The future - in a single breath
I spoke to students and academics at Kings College this week, wired for sound.
Apparently, the entire 60-minutes is to be transcribed word-for-word for a university paper, which is why I had to wear a lapel microphone as I delivered a lecture on the problems facing newspapers in the digital age.
I'm not sure anyone is going to relish the task of typing up my remarks.
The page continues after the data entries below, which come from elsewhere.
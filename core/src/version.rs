//! Schema version numbers.
//!
//! Versions at or above 1000 encode `major*1000 + minor*10 + patch`;
//! versions below 1000 are pre-1.0 releases where `943` reads as `0.9.43`.

use std::fmt;

use serde::{Deserialize, Serialize};

/// An integer schema version stamp.
///
/// # Examples
///
/// ```
/// use triplog_core::SchemaVersion;
///
/// let v = SchemaVersion::new(943);
/// assert_eq!(v.padded(), "0943");
/// assert_eq!(v.release_label(), "0.9.43");
/// assert_eq!(SchemaVersion::new(1012).release_label(), "1.1.2");
/// assert_eq!(SchemaVersion::parse_padded("0906"), Some(SchemaVersion::new(906)));
/// ```
#[derive(
    Debug, Clone, Copy, PartialEq, Eq, PartialOrd, Ord, Hash, Serialize, Deserialize, Default,
)]
#[serde(transparent)]
pub struct SchemaVersion(i32);

impl SchemaVersion {
    /// Version number of the full-create script.
    pub const CREATE: SchemaVersion = SchemaVersion(0);

    pub const fn new(version: i32) -> Self {
        Self(version)
    }

    pub const fn get(self) -> i32 {
        self.0
    }

    /// Zero-padded form stored in the application metadata row and used in
    /// script names (at least four digits).
    pub fn padded(self) -> String {
        format!("{:04}", self.0)
    }

    /// Parses the zero-padded metadata form; surrounding whitespace is ignored.
    pub fn parse_padded(raw: &str) -> Option<Self> {
        let raw = raw.trim();
        if raw.is_empty() || !raw.bytes().all(|b| b.is_ascii_digit()) {
            return None;
        }
        raw.parse().ok().map(Self)
    }

    /// Human-facing release label.
    pub fn release_label(self) -> String {
        let v = self.0;
        if v >= 1000 {
            format!("{}.{}.{}", v / 1000, (v % 1000) / 10, v % 10)
        } else {
            format!("0.{}.{:02}", v / 100, v % 100)
        }
    }
}

impl fmt::Display for SchemaVersion {
    fn fmt(&self, f: &mut fmt::Formatter<'_>) -> fmt::Result {
        write!(f, "{}", self.0)
    }
}

impl From<i32> for SchemaVersion {
    fn from(v: i32) -> Self {
        Self(v)
    }
}

#[cfg(test)]
mod tests {
    use super::*;

    #[test]
    fn test_ordering() {
        assert!(SchemaVersion::new(901) < SchemaVersion::new(943));
        assert!(SchemaVersion::new(1000) > SchemaVersion::new(999));
    }

    #[test]
    fn test_padded_keeps_wide_versions() {
        assert_eq!(SchemaVersion::new(5).padded(), "0005");
        assert_eq!(SchemaVersion::new(12345).padded(), "12345");
    }

    #[test]
    fn test_release_label_pads_pre_1_0_patch() {
        assert_eq!(SchemaVersion::new(901).release_label(), "0.9.01");
        assert_eq!(SchemaVersion::new(906).release_label(), "0.9.06");
        assert_eq!(SchemaVersion::new(943).release_label(), "0.9.43");
        assert_eq!(SchemaVersion::new(1012).release_label(), "1.1.2");
    }

    #[test]
    fn test_parse_padded_rejects_garbage() {
        assert_eq!(SchemaVersion::parse_padded(" 0901 "), Some(SchemaVersion::new(901)));
        assert_eq!(SchemaVersion::parse_padded(""), None);
        assert_eq!(SchemaVersion::parse_padded("9.1"), None);
        assert_eq!(SchemaVersion::parse_padded("-901"), None);
    }
}
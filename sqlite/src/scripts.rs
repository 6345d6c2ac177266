//! Upgrade-script resources.
//!
//! Scripts are named `<prefix><version>.<ext>` where the version has at least
//! four digits, e.g. `upg_v0906.sql` upgrades *into* version 906. Version 0
//! (`upg_v0000.sql`) is the full-create script for a fresh database.
//!
//! The scripts compiled into this crate cover the built-in migration chain;
//! a [`ScriptSource::Directory`] lets a caller supply its own set.

use std::collections::BTreeMap;
use std::fs::File;
use std::io::{BufRead, BufReader, Cursor};
use std::path::PathBuf;
use std::sync::LazyLock;

use regex::Regex;
use triplog_core::SchemaVersion;

use crate::error::{Result, SqliteError};

/// File-name prefix of every script resource.
pub const SCRIPT_PREFIX: &str = "upg_v";

/// File-name extension of every script resource.
pub const SCRIPT_EXTENSION: &str = "sql";

static SCRIPT_NAME_RE: LazyLock<Regex> = LazyLock::new(|| {
    Regex::new(r"^upg_v(\d{4,})\.sql$").expect("static regex must compile")
});

const BUNDLED: &[(i32, &str)] = &[
    (0, include_str!("../scripts/upg_v0000.sql")),
    (902, include_str!("../scripts/upg_v0902.sql")),
    (903, include_str!("../scripts/upg_v0903.sql")),
    (904, include_str!("../scripts/upg_v0904.sql")),
    (906, include_str!("../scripts/upg_v0906.sql")),
    (908, include_str!("../scripts/upg_v0908.sql")),
    (909, include_str!("../scripts/upg_v0909.sql")),
    (911, include_str!("../scripts/upg_v0911.sql")),
    (912, include_str!("../scripts/upg_v0912.sql")),
    (920, include_str!("../scripts/upg_v0920.sql")),
    (931, include_str!("../scripts/upg_v0931.sql")),
    (940, include_str!("../scripts/upg_v0940.sql")),
];

/// Resource name of the script upgrading into `version`.
///
/// # Examples
///
/// ```
/// use triplog_core::SchemaVersion;
/// use triplog_sqlite::script_name;
///
/// assert_eq!(script_name(SchemaVersion::new(906)), "upg_v0906.sql");
/// assert_eq!(script_name(SchemaVersion::CREATE), "upg_v0000.sql");
/// ```
pub fn script_name(version: SchemaVersion) -> String {
    format!("{SCRIPT_PREFIX}{}.{SCRIPT_EXTENSION}", version.padded())
}

/// Parses a resource name back into the version it upgrades into.
///
/// Returns `None` for names that do not follow the convention.
pub fn parse_script_name(name: &str) -> Option<SchemaVersion> {
    let caps = SCRIPT_NAME_RE.captures(name)?;
    caps.get(1)?.as_str().parse().ok().map(SchemaVersion::new)
}

/// Where upgrade scripts are read from.
#[derive(Debug, Clone, Default, PartialEq, Eq)]
pub enum ScriptSource {
    /// The scripts compiled into this crate (the default).
    #[default]
    Bundled,
    /// A directory of `upg_vNNNN.sql` files.
    Directory(PathBuf),
}

impl ScriptSource {
    /// Opens the script upgrading into `version`, or `None` if this source has none.
    pub fn open(&self, version: SchemaVersion) -> Result<Option<Box<dyn BufRead>>> {
        match self {
            ScriptSource::Bundled => Ok(BUNDLED
                .iter()
                .find(|(v, _)| *v == version.get())
                .map(|(_, text)| Box::new(Cursor::new(text.as_bytes())) as Box<dyn BufRead>)),
            ScriptSource::Directory(dir) => {
                let path = dir.join(script_name(version));
                if !path.is_file() {
                    return Ok(None);
                }
                let file = File::open(&path)?;
                Ok(Some(Box::new(BufReader::new(file))))
            }
        }
    }

    /// Lists the versions this source has scripts for, ascending.
    ///
    /// # Errors
    ///
    /// For a directory source, returns [`SqliteError::InvalidScriptName`] when
    /// a file carries the script prefix but does not parse as a script name.
    pub fn available_versions(&self) -> Result<Vec<SchemaVersion>> {
        match self {
            ScriptSource::Bundled => Ok(BUNDLED
                .iter()
                .map(|(v, _)| SchemaVersion::new(*v))
                .collect()),
            ScriptSource::Directory(dir) => {
                let mut found = BTreeMap::new();
                for entry in std::fs::read_dir(dir)? {
                    let name = entry?.file_name().to_string_lossy().into_owned();
                    if !name.starts_with(SCRIPT_PREFIX) {
                        continue;
                    }
                    let version = parse_script_name(&name)
                        .ok_or_else(|| SqliteError::InvalidScriptName(name.clone()))?;
                    found.insert(version, name);
                }
                Ok(found.into_keys().collect())
            }
        }
    }
}

#[cfg(test)]
mod tests {
    use super::*;
    use std::io::Read;

    #[test]
    fn test_parse_script_name() {
        assert_eq!(parse_script_name("upg_v0906.sql"), Some(SchemaVersion::new(906)));
        assert_eq!(parse_script_name("upg_v12345.sql"), Some(SchemaVersion::new(12345)));
        assert_eq!(parse_script_name("upg_v906.sql"), None);
        assert_eq!(parse_script_name("upg_v0906.txt"), None);
        assert_eq!(parse_script_name("other.sql"), None);
    }

    #[test]
    fn test_bundled_names_round_trip() {
        for version in ScriptSource::Bundled.available_versions().unwrap() {
            assert_eq!(parse_script_name(&script_name(version)), Some(version));
        }
    }

    #[test]
    fn test_bundled_open() {
        let mut text = String::new();
        ScriptSource::Bundled
            .open(SchemaVersion::new(902))
            .unwrap()
            .unwrap()
            .read_to_string(&mut text)
            .unwrap();
        assert!(text.contains("gas_brandgrade"));
        assert!(ScriptSource::Bundled.open(SchemaVersion::new(905)).unwrap().is_none());
    }

    #[test]
    fn test_directory_source() {
        let dir = tempfile::tempdir().unwrap();
        std::fs::write(dir.path().join("upg_v0950.sql"), "CREATE TABLE x (a int);\n").unwrap();
        std::fs::write(dir.path().join("README"), "not a script").unwrap();
        let source = ScriptSource::Directory(dir.path().to_path_buf());
        assert_eq!(source.available_versions().unwrap(), vec![SchemaVersion::new(950)]);
        assert!(source.open(SchemaVersion::new(950)).unwrap().is_some());
        assert!(source.open(SchemaVersion::new(951)).unwrap().is_none());
    }

    #[test]
    fn test_directory_source_rejects_malformed_name() {
        let dir = tempfile::tempdir().unwrap();
        std::fs::write(dir.path().join("upg_v95.sql"), "").unwrap();
        let source = ScriptSource::Directory(dir.path().to_path_buf());
        assert!(matches!(
            source.available_versions(),
            Err(SqliteError::InvalidScriptName(_))
        ));
    }
}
But for the more fortunate, here in 150 words are the highlights of my advice to publishers:
Make integration work on a technical level before you integrate people and workflows/Don't ditch your print edition until you can afford to ditch your brand/don't imagine you'll have the same pulling power online when faced with more organic and innovative competition/Be honest that the main point of integration is to cut jobs – and cut the right ones/Give blog space to new voices with something to say, not to corporates trying to appear on-message/Tailor your content to the actual medium and not to your perception of how it should be/Remember you are multi-media so don't treat any platform as a favourite son/Listen to those on the front line working with technology you don’t understand/Integrate best practice from both sides of the divide/Don't try to model yourself on something you’re not/Make SEO work for you, don't work for it/Re-structure staffing around key strengths and forget the romantic myth of the multi-media journalist - and never, ever, use the word content.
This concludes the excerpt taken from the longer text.